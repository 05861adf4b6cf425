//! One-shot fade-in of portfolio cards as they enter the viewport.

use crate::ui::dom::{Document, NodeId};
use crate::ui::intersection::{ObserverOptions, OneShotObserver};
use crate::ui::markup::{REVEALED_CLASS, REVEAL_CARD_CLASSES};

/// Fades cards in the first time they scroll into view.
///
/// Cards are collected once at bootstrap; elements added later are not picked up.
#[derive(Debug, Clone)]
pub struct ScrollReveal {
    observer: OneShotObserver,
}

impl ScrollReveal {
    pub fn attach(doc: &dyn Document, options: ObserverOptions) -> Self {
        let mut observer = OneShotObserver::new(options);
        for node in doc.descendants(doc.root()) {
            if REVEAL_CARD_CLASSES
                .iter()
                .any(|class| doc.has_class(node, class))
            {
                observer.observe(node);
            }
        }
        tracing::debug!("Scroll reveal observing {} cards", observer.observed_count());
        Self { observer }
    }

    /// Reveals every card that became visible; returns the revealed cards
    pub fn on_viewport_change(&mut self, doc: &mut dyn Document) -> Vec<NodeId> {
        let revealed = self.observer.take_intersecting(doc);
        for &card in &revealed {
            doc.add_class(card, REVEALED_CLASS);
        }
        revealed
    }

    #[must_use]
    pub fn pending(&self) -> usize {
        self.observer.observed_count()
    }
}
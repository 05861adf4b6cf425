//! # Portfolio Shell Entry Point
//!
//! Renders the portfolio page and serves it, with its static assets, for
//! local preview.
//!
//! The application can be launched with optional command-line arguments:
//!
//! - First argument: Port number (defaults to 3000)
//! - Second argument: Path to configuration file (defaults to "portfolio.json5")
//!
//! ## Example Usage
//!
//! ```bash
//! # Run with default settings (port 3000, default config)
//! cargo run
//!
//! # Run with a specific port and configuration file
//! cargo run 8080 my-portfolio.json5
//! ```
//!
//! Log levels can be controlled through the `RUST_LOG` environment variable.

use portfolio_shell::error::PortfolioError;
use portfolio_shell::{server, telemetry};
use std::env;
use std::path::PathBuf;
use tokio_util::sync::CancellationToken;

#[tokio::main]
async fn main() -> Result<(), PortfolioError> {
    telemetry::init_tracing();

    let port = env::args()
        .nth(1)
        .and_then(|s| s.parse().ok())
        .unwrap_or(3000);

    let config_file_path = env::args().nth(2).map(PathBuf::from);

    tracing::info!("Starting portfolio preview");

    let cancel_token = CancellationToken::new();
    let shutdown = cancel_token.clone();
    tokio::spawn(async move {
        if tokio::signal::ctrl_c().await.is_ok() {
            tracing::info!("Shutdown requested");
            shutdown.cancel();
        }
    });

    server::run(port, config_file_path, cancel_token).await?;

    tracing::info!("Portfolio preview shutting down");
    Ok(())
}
··········
#### [ASSIGNED TASK]
From first line to last, transcribe the material exactly.

#### [SOLUTION TO THIS PROBLEM]
repository 05861adf4b6cf425
//! One-shot fade-in of portfolio cards as they enter the viewport.

use crate::ui::dom::{Document, NodeId};
use crate::ui::intersection::{ObserverOptions, OneShotObserver};
use crate::ui::markup::{REVEALED_CLASS, REVEAL_CARD_CLASSES};

/// Fades cards in the first time they scroll into view.
///
/// Cards are collected once at bootstrap; elements added later are not picked up.
#[derive(Debug, Clone)]
pub struct ScrollReveal {
    observer: OneShotObserver,
}

impl ScrollReveal {
    pub fn attach(doc: &dyn Document, options: ObserverOptions) -> Self {
        let mut observer = OneShotObserver::new(options);
        for node in doc.descendants(doc.root()) {
            if REVEAL_CARD_CLASSES
                .iter()
                .any(|class| doc.has_class(node, class))
            {
                observer.observe(node);
            }
        }
        tracing::debug!("Scroll reveal observing {} cards", observer.observed_count());
        Self { observer }
    }

    /// Reveals every card that became visible; returns the revealed cards
    pub fn on_viewport_change(&mut self, doc: &mut dyn Document) -> Vec<NodeId> {
        let revealed = self.observer.take_intersecting(doc);
        for &card in &revealed {
            doc.add_class(card, REVEALED_CLASS);
        }
        revealed
    }

    #[must_use]
    pub fn pending(&self) -> usize {
        self.observer.observed_count()
    }
}
repository 05861adf4b6cf425
//! # Portfolio Shell Entry Point
//!
//! Renders the portfolio page and serves it, with its static assets, for
//! local preview.
//!
//! The application can be launched with optional command-line arguments:
//!
//! - First argument: Port number (defaults to 3000)
//! - Second argument: Path to configuration file (defaults to "portfolio.json5")
//!
//! ## Example Usage
//!
//! ```bash
//! # Run with default settings (port 3000, default config)
//! cargo run
//!
//! # Run with a specific port and configuration file
//! cargo run 8080 my-portfolio.json5
//! ```
//!
//! Log levels can be controlled through the `RUST_LOG` environment variable.

use portfolio_shell::error::PortfolioError;
use portfolio_shell::{server, telemetry};
use std::env;
use std::path::PathBuf;
use tokio_util::sync::CancellationToken;

#[tokio::main]
async fn main() -> Result<(), PortfolioError> {
    telemetry::init_tracing();

    let port = env::args()
        .nth(1)
        .and_then(|s| s.parse().ok())
        .unwrap_or(3000);

    let config_file_path = env::args().nth(2).map(PathBuf::from);

    tracing::info!("Starting portfolio preview");

    let cancel_token = CancellationToken::new();
    let shutdown = cancel_token.clone();
    tokio::spawn(async move {
        if tokio::signal::ctrl_c().await.is_ok() {
            tracing::info!("Shutdown requested");
            shutdown.cancel();
        }
    });

    server::run(port, config_file_path, cancel_token).await?;

    tracing::info!("Portfolio preview shutting down");
    Ok(())
}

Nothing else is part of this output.